I Thought I'd Miss You, But I Don't. Love, Mom
I Thought I'd Miss You, But I Don't. Love, Mom--a Memoir of Estrangement
In the midst of the pandemic, my mother died in her apartment in Manhattan. Please don’t say or think “Sorry for your loss” because I’d lost her 40 years before. I told her I was having a baby and she never spoke to me again. She never talked it over. She never told me why. She never wavered. Instead, she redefined herself as a child-free woman and went about her business, traveling the world, charging through the city to her beloved cultural events, joining the Peace Corps, making new friends—and a bevy of multicultural surrogate daughters—who didn’t know I existed.

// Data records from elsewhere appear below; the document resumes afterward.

//! Maps session lifecycle events to the view's auth state.
//! The machine has no terminal state; it runs for the lifetime of the view.

use resealeds_protocol::SessionEventKind;
use serde::Serialize;

#[derive(Debug, Clone, Copy, Default, PartialEq, Eq, Serialize)]
#[serde(rename_all = "snake_case")]
pub enum AuthState {
    #[default]
    Unauthenticated,
    Authenticated,
}

impl AuthState {
    pub fn can_mutate(&self) -> bool {
        matches!(self, AuthState::Authenticated)
    }
}

pub fn next_state(current: AuthState, event: SessionEventKind) -> AuthState {
    match event {
        SessionEventKind::SignedIn => AuthState::Authenticated,
        SessionEventKind::SignedOut => AuthState::Unauthenticated,
        SessionEventKind::TokenRefreshed => current,
    }
}
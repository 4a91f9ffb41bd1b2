//! The catalog view: ordered product list, session gating, and the runtime
//! that keeps both current.

mod merge;
mod model;
mod runtime;
mod snapshot;

pub use merge::{merge_confirmed, MergeOutcome};
pub use model::{AddTicket, CatalogViewModel, DiscardReason, LoadOutcome, LoadTicket};
pub use runtime::{AddReceipt, CatalogView};
pub use snapshot::{render_lines, CatalogSnapshot, LOGIN_PROMPT};
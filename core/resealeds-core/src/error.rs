//! Error types for resealeds-core operations.
//! Nothing here is fatal to the process; callers log or surface these.

use std::path::PathBuf;

use resealeds_protocol::{DecodeError, ProductId};

/// Failures reported by a [`crate::store::CatalogStore`].
#[derive(Debug, Clone, PartialEq, thiserror::Error)]
pub enum StoreError {
    #[error("store unavailable: {0}")]
    Unavailable(String),

    #[error("store refused the request: {0}")]
    PermissionDenied(String),

    #[error("store returned a malformed record: {0}")]
    Decode(#[from] DecodeError),
}

/// Failures merging a confirmed record into the local list.
#[derive(Debug, Clone, PartialEq, Eq, thiserror::Error)]
pub enum MergeError {
    #[error("product {0} is already in the catalog")]
    DuplicateId(ProductId),
}

#[derive(Debug, Clone, PartialEq, Eq, thiserror::Error)]
pub enum SessionError {
    #[error("session observer already has an active subscription")]
    AlreadySubscribed,
}

/// All errors that can occur in resealeds-core operations.
#[derive(Debug, thiserror::Error)]
pub enum CatalogError {
    // ─────────────────────────────────────────────────────────────────────
    // View Errors
    // ─────────────────────────────────────────────────────────────────────
    #[error(transparent)]
    Store(#[from] StoreError),

    #[error(transparent)]
    Merge(#[from] MergeError),

    #[error(transparent)]
    Session(#[from] SessionError),

    #[error("invalid product: {0}")]
    Invalid(#[from] DecodeError),

    #[error("adding products requires a signed-in session")]
    NotSignedIn,

    #[error("catalog view is no longer mounted")]
    ViewClosed,

    // ─────────────────────────────────────────────────────────────────────
    // Configuration Errors
    // ─────────────────────────────────────────────────────────────────────
    #[error("Home directory not found")]
    HomeDirNotFound,

    #[error("I/O error: {context}: {source}")]
    Io {
        context: String,
        #[source]
        source: std::io::Error,
    },

    #[error("JSON error: {path}: {source}")]
    Json {
        path: PathBuf,
        #[source]
        source: serde_json::Error,
    },
}

/// Convenience type alias for Results using CatalogError.
pub type Result<T> = std::result::Result<T, CatalogError>;
//! Replay scripts: one JSON step per line, driven against a mounted view.
//!
//! ```text
//! {"step":"signed_in","identity":"alice"}
//! {"step":"add","name":"Kettle","img":"https://cdn/k.png","price":49.5}
//! {"step":"provider_error","reason":"network unreachable"}
//! ```
//!
//! Blank lines and lines starting with `#` are skipped.

use resealeds_protocol::NewProduct;
use serde::Deserialize;

#[derive(Debug, Clone, PartialEq, Deserialize)]
#[serde(tag = "step", rename_all = "snake_case")]
pub enum Step {
    SignedIn { identity: String },
    SignedOut,
    TokenRefreshed,
    ProviderError { reason: String },
    Add { name: String, img: String, price: f64 },
    Reload,
}

impl Step {
    pub fn label(&self) -> &'static str {
        match self {
            Step::SignedIn { .. } => "signed_in",
            Step::SignedOut => "signed_out",
            Step::TokenRefreshed => "token_refreshed",
            Step::ProviderError { .. } => "provider_error",
            Step::Add { .. } => "add",
            Step::Reload => "reload",
        }
    }

    pub fn draft(&self) -> Option<NewProduct> {
        match self {
            Step::Add { name, img, price } => Some(NewProduct {
                name: name.clone(),
                img: img.clone(),
                price: *price,
            }),
            _ => None,
        }
    }
}

#[derive(Debug, thiserror::Error)]
#[error("line {line}: {source}")]
pub struct ScriptError {
    pub line: usize,
    #[source]
    pub source: serde_json::Error,
}

pub fn parse_script(content: &str) -> Result<Vec<Step>, ScriptError> {
    let mut steps = Vec::new();
    for (index, line) in content.lines().enumerate() {
        let trimmed = line.trim();
        if trimmed.is_empty() || trimmed.starts_with('#') {
            continue;
        }
        let step = serde_json::from_str(trimmed).map_err(|source| ScriptError {
            line: index + 1,
            source,
        })?;
        steps.push(step);
    }
    Ok(steps)
}

#[cfg(test)]
mod tests {
    use super::*;

    #[test]
    fn parses_every_step_kind() {
        let script = r#"
# session lifecycle
{"step":"signed_in","identity":"alice"}
{"step":"token_refreshed"}
{"step":"add","name":"Kettle","img":"/k.png","price":49.5}
{"step":"reload"}
{"step":"provider_error","reason":"offline"}
{"step":"signed_out"}
"#;
        let steps = parse_script(script).expect("parse");
        let labels: Vec<_> = steps.iter().map(Step::label).collect();
        assert_eq!(
            labels,
            vec![
                "signed_in",
                "token_refreshed",
                "add",
                "reload",
                "provider_error",
                "signed_out"
            ]
        );
        assert_eq!(steps[2].draft().map(|d| d.price), Some(49.5));
        assert!(steps[0].draft().is_none());
    }

    #[test]
    fn reports_line_of_bad_step() {
        let script = "{\"step\":\"reload\"}\n\n{\"step\":\"teleport\"}\n";
        let err = parse_script(script).unwrap_err();
        assert_eq!(err.line, 3);
    }
}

Since her death, I have been deep in the work of writing my new memoir, I Thought I'd Miss You, But I Don't. Love, Mom--a Memoir of Estrangement. Now that my mother is gone, I've been doing archaeology on her: diving into who she was, how (and if) she faked devoted motherhood for my first 22 years, and what her life was like after she excised me. Mostly, I wanted to know why she did it and how on earth she pulled it off while appearing sane, productive, and lovely.
I'm nearing the end of the project. I don’t know everything, but I know a hell of lot more than I did when I started.
My book is about New York City in the ‘60s and ‘70s, roaches, theater, choices, motherhood, Nashville, and the glorious messy trajectory of my life as an artist in America.
And the Armenian Genocide.
And metal detecting.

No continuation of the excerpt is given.